Tag: May Swift Hall

SWIFT: Heirs and Heiresses

 

 

 

 

By Megan McKinney

 

Annie May Swift Hall at Northwestern University

 

Second generation Swifts reversed the expected gender pattern for higher education. Because the boys began working for the family firm in their teens, there was never a thought of college enrollment for any, other than the youngest son, Harold.

Annie May, Gustavus and Ann Swift’s fourth child and eldest daughter, had no hope of a career in meatpacking, or anywhere else in the world of late19th century women. She was therefore free to enroll in Northwestern University in 1885.

Annie May and Helen, two years apart in age, were dressed alike as children and often operated as a duo. However, when it came to college, Helen preferred to return East and selected Wellesley, which she entered in 1888. By that time, Annie May’s schooling had been truncated through a severe case of typhoid fever, which sent her home with a trained nurse. The previously healthy young woman never really recovered. When Edward and Hortense were married, she was unable to attend the ceremony but came downstairs for the reception in the Emerald Avenue house. It was the last time she would do so.

 

 

On a Sunday evening in April 1889, Helen, at Wellesley, “suddenly became panicky; felt that some dreadful catastrophe was hanging over us.” She arranged to have college authorities notified she was leaving for home that night and took the first train out on Monday morning. Telegraph offices had not yet opened and Gustavus did not believe in telephones. She decided she would wire her family in Springfield and left instructions at Wellesley for any message coming to her be forwarded to the train.

“Just as the train was slowing up at Springfield,” she later wrote, “a messenger boy entered the car calling: ’Telegram for Helen Swift! Telegram for Helen Swift!’ With trembling fingers, I opened it.”

 

ANNIE MAY PASSED AWAY THIS MORNING

                                                    (signed) FATHER

 

Gustavus contributed money for the construction of Annie May Swift Hall, built at Northwestern in 1895. This lovely building in his daughter’s memory was to become the home of the University’s School of Communication.

 

 

If every major dynasty has a bad boy, Bert was it for the Swifts. One can visualize family members cringing while opening the morning newspapers at the breakfast table. What would be reported about Meatpacking Heir Herbert L Swift today?  H. L. Swift in Sanitarium. Packers Son Trying to Conquer His Craving for Liquor was a typical headline. And his occupancy of “The Swift Mansion” at 4500 Michigan Avenue after the departure of Helen and Edward Morris becomes more understandable. Herbert L. Swift needed a house because, according to The New York Times, he was acquiring a wife: CHICAGO HORSE SHOW ROMANCE.; Engagement of Herbert L. Swift and Miss Berenice Jocelyn.

 

“The Swift Mansion” at 4500 Michigan Avenue passed from Helen to Bert.

 

The end came early for Bert. He was 36 when he “died suddenly on a train at Milwaukee” on October 19, 1911. Bizarre, you think? Well, so did the authorities.
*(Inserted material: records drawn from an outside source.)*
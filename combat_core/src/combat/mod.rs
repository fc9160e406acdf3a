//! Fight - the 1v1 turn resolution loop
//!
//! A fight owns both characters and drives them through the action cycle:
//!
//! ```text
//! queue next action -> act timer fires -> attack (or pass) -> end of turn
//!        ^                                      |
//!        +---------- multi-hit continuation ----+
//! ```
//!
//! One attack turn resolves per spec order: pre-attack effects, curse, hit
//! resolution, then per-hit damage with its on-hit extras. Multi-hit
//! attacks run the per-hit portion once per sub-hit, each separated by the
//! actor's attack interval; interrupts and crowd control cut the sequence
//! short. The fight ends the moment either side runs out of hitpoints and
//! fails to rebirth.
//!
//! Randomness and content are injected per call, so the same fight state
//! replays identically under a seeded generator.

mod events;

pub use events::{CombatEvent, SplashType};

use std::collections::BTreeMap;

use tracing::{debug, warn};

use crate::character::Character;
use crate::config::GameConstants;
use crate::content::{AttackDef, ContentRegistry, DamageRollInputs};
use crate::effect::{EffectApplicator, EffectTrigger, TriggerContext};
use crate::modifier::{apply_modifier, ModifierKind, ModifierQuery};
use crate::rng::CombatRng;
use crate::stats::formulas;
use crate::types::{AttackType, CombatantSide, NextAction};

/// Lifecycle of one fight
#[derive(Debug, Clone, Copy, PartialEq, Eq)]
pub enum FightState {
    /// Characters paired but not yet fighting
    Idle,
    Active,
    Finished { winner: CombatantSide },
}

/// A 1v1 fight between two characters.
#[derive(Debug, Clone)]
pub struct Fight {
    pub attacker: Character,
    pub defender: Character,
    pub constants: GameConstants,
    pub state: FightState,
    events: Vec<CombatEvent>,
}
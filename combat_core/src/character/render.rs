//! Dirty flags for embedding renderers
//!
//! The engine never draws anything; it just records which facets of a
//! character changed since the embedder last cleared the flags.

/// Which parts of a character need redrawing.
#[derive(Debug, Clone, Copy, Default, PartialEq, Eq)]
pub struct RenderFlags {
    pub hitpoints: bool,
    pub barrier: bool,
    pub stats: bool,
    pub effects: bool,
    pub attack_bar: bool,
}

impl RenderFlags {
    pub fn all() -> Self {
        RenderFlags {
            hitpoints: true,
            barrier: true,
            stats: true,
            effects: true,
            attack_bar: true,
        }
    }

    pub fn any(&self) -> bool {
        self.hitpoints || self.barrier || self.stats || self.effects || self.attack_bar
    }

    pub fn clear(&mut self) {
        *self = RenderFlags::default();
    }
}
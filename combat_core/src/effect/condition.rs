//! Applicator conditions - extra-chance gates evaluated per trigger
//!
//! Conditions are plain data (a tagged union), evaluated exhaustively against
//! the trigger context and a snapshot of the owning character's values. No
//! polymorphism; adding a variant forces every evaluator through the match.

use serde::{Deserialize, Serialize};

/// Comparison operator for condition leaves
#[derive(Debug, Clone, Copy, PartialEq, Eq, Serialize, Deserialize)]
#[serde(rename_all = "snake_case")]
pub enum Comparison {
    Lt,
    Lte,
    Gt,
    Gte,
    Eq,
}

impl Comparison {
    pub fn evaluate(self, lhs: f64, rhs: f64) -> bool {
        match self {
            Comparison::Lt => lhs < rhs,
            Comparison::Lte => lhs <= rhs,
            Comparison::Gt => lhs > rhs,
            Comparison::Gte => lhs >= rhs,
            Comparison::Eq => (lhs - rhs).abs() < f64::EPSILON,
        }
    }
}

/// Character-side quantities a condition may compare against
#[derive(Debug, Clone, Copy, PartialEq, Eq, Serialize, Deserialize)]
#[serde(rename_all = "snake_case")]
pub enum CharacterValueKind {
    HitpointsPercent,
    BarrierPercent,
    AttackCount,
    TurnsTaken,
    ActiveEffectCount,
}

/// Snapshot of the trigger-owning character used for condition evaluation
#[derive(Debug, Clone, Copy, Default)]
pub struct CharacterValues {
    pub hitpoints_percent: f64,
    pub barrier_percent: f64,
    pub attack_count: f64,
    pub turns_taken: f64,
    pub active_effect_count: f64,
}

impl CharacterValues {
    fn get(&self, kind: CharacterValueKind) -> f64 {
        match kind {
            CharacterValueKind::HitpointsPercent => self.hitpoints_percent,
            CharacterValueKind::BarrierPercent => self.barrier_percent,
            CharacterValueKind::AttackCount => self.attack_count,
            CharacterValueKind::TurnsTaken => self.turns_taken,
            CharacterValueKind::ActiveEffectCount => self.active_effect_count,
        }
    }
}

/// Per-trigger quantities available to conditions
#[derive(Debug, Clone, Copy, Default)]
pub struct TriggerContext {
    pub damage_dealt: f64,
    pub damage_taken: f64,
}

/// A condition tree over trigger context and character values
#[derive(Debug, Clone, PartialEq, Serialize, Deserialize)]
#[serde(rename_all = "snake_case")]
pub enum ApplicatorCondition {
    /// All children must hold
    AllOf(Vec<ApplicatorCondition>),
    /// At least one child must hold
    AnyOf(Vec<ApplicatorCondition>),
    /// Compare the damage dealt by the trigger's hit
    DamageDealt { op: Comparison, value: f64 },
    /// Compare the damage taken by the trigger's hit
    DamageTaken { op: Comparison, value: f64 },
    /// Compare a character value of the trigger owner
    CharacterValue {
        source: CharacterValueKind,
        op: Comparison,
        value: f64,
    },
}

impl ApplicatorCondition {
    /// Exhaustive evaluation against a trigger context and character snapshot
    pub fn evaluate(&self, ctx: &TriggerContext, values: &CharacterValues) -> bool {
        match self {
            ApplicatorCondition::AllOf(children) => {
                children.iter().all(|c| c.evaluate(ctx, values))
            }
            ApplicatorCondition::AnyOf(children) => {
                children.iter().any(|c| c.evaluate(ctx, values))
            }
            ApplicatorCondition::DamageDealt { op, value } => {
                op.evaluate(ctx.damage_dealt, *value)
            }
            ApplicatorCondition::DamageTaken { op, value } => {
                op.evaluate(ctx.damage_taken, *value)
            }
            ApplicatorCondition::CharacterValue { source, op, value } => {
                op.evaluate(values.get(*source), *value)
            }
        }
    }
}

#[cfg(test)]
mod tests {
    use super::*;

    fn ctx(dealt: f64, taken: f64) -> TriggerContext {
        TriggerContext {
            damage_dealt: dealt,
            damage_taken: taken,
        }
    }

    #[test]
    fn test_comparisons() {
        assert!(Comparison::Lt.evaluate(1.0, 2.0));
        assert!(!Comparison::Lt.evaluate(2.0, 2.0));
        assert!(Comparison::Lte.evaluate(2.0, 2.0));
        assert!(Comparison::Gt.evaluate(3.0, 2.0));
        assert!(Comparison::Gte.evaluate(2.0, 2.0));
        assert!(Comparison::Eq.evaluate(2.0, 2.0));
    }

    #[test]
    fn test_damage_leaves() {
        let values = CharacterValues::default();
        let cond = ApplicatorCondition::DamageDealt {
            op: Comparison::Gte,
            value: 50.0,
        };
        assert!(cond.evaluate(&ctx(60.0, 0.0), &values));
        assert!(!cond.evaluate(&ctx(40.0, 0.0), &values));

        let cond = ApplicatorCondition::DamageTaken {
            op: Comparison::Gt,
            value: 0.0,
        };
        assert!(cond.evaluate(&ctx(0.0, 1.0), &values));
        assert!(!cond.evaluate(&ctx(0.0, 0.0), &values));
    }

    #[test]
    fn test_character_value_leaf() {
        let values = CharacterValues {
            hitpoints_percent: 35.0,
            ..Default::default()
        };
        let cond = ApplicatorCondition::CharacterValue {
            source: CharacterValueKind::HitpointsPercent,
            op: Comparison::Lt,
            value: 50.0,
        };
        assert!(cond.evaluate(&ctx(0.0, 0.0), &values));
    }

    #[test]
    fn test_nested_all_any() {
        let values = CharacterValues {
            hitpoints_percent: 35.0,
            ..Default::default()
        };
        // (dealt >= 10 AND (hp < 50 OR taken > 100))
        let cond = ApplicatorCondition::AllOf(vec![
            ApplicatorCondition::DamageDealt {
                op: Comparison::Gte,
                value: 10.0,
            },
            ApplicatorCondition::AnyOf(vec![
                ApplicatorCondition::CharacterValue {
                    source: CharacterValueKind::HitpointsPercent,
                    op: Comparison::Lt,
                    value: 50.0,
                },
                ApplicatorCondition::DamageTaken {
                    op: Comparison::Gt,
                    value: 100.0,
                },
            ]),
        ]);
        assert!(cond.evaluate(&ctx(10.0, 0.0), &values));
        assert!(!cond.evaluate(&ctx(5.0, 0.0), &values));
    }

    #[test]
    fn test_empty_groups() {
        let values = CharacterValues::default();
        // Vacuous truth for AllOf, vacuous falsehood for AnyOf
        assert!(ApplicatorCondition::AllOf(vec![]).evaluate(&ctx(0.0, 0.0), &values));
        assert!(!ApplicatorCondition::AnyOf(vec![]).evaluate(&ctx(0.0, 0.0), &values));
    }
}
On the following March 3, The New York Times announced the exhuming of Bert’s body for an autopsy at the Swift family mausoleum in Mount Hope Cemetery, for which Physicians Find No Reason for Believing Death Violent was the headline.

Next, there was SWIFT LEAVES HIS WIDOW ALL: Will Filed for Probate Shows the Value of the Estate Around One Hundred Thousand Dollars

However, there were no headlines when Berenice died in 1912. She too was 36.  There was no clue as to what happened there.

 

Bird’s eye view of Ruth Swift Maguire’s Southampton estate.

 

Ruth, born in 1883 and the second generation’s youngest daughter, probably outdid Bert in the newspaper gaffe department when, upon leaving her first husband, Ernest Hammond Eversz, she told The New York Times, “Mr. Eversz and I were I married six years ago, and were perfectly happy, butour personalities were too different to allow a happy married life.” She finished by saying, “I finally concluded that the most logical thing for me to do was to leave my husband.” Within months she married American Steam Pump Company official J. D. Maguire, becoming the second of his four wives.

 

 

Ruth’s city residence was a duplex in 990 Fifth Avenue at 80th Street. Designed in 1927 by Rosario Candela, the great architect of New York’s finest 20th century residential buildings, 990 was a 14 story building with only six owners at a time—a classic two-floor duplex for each. The building in the background is the Metropolitan Museum of Art.   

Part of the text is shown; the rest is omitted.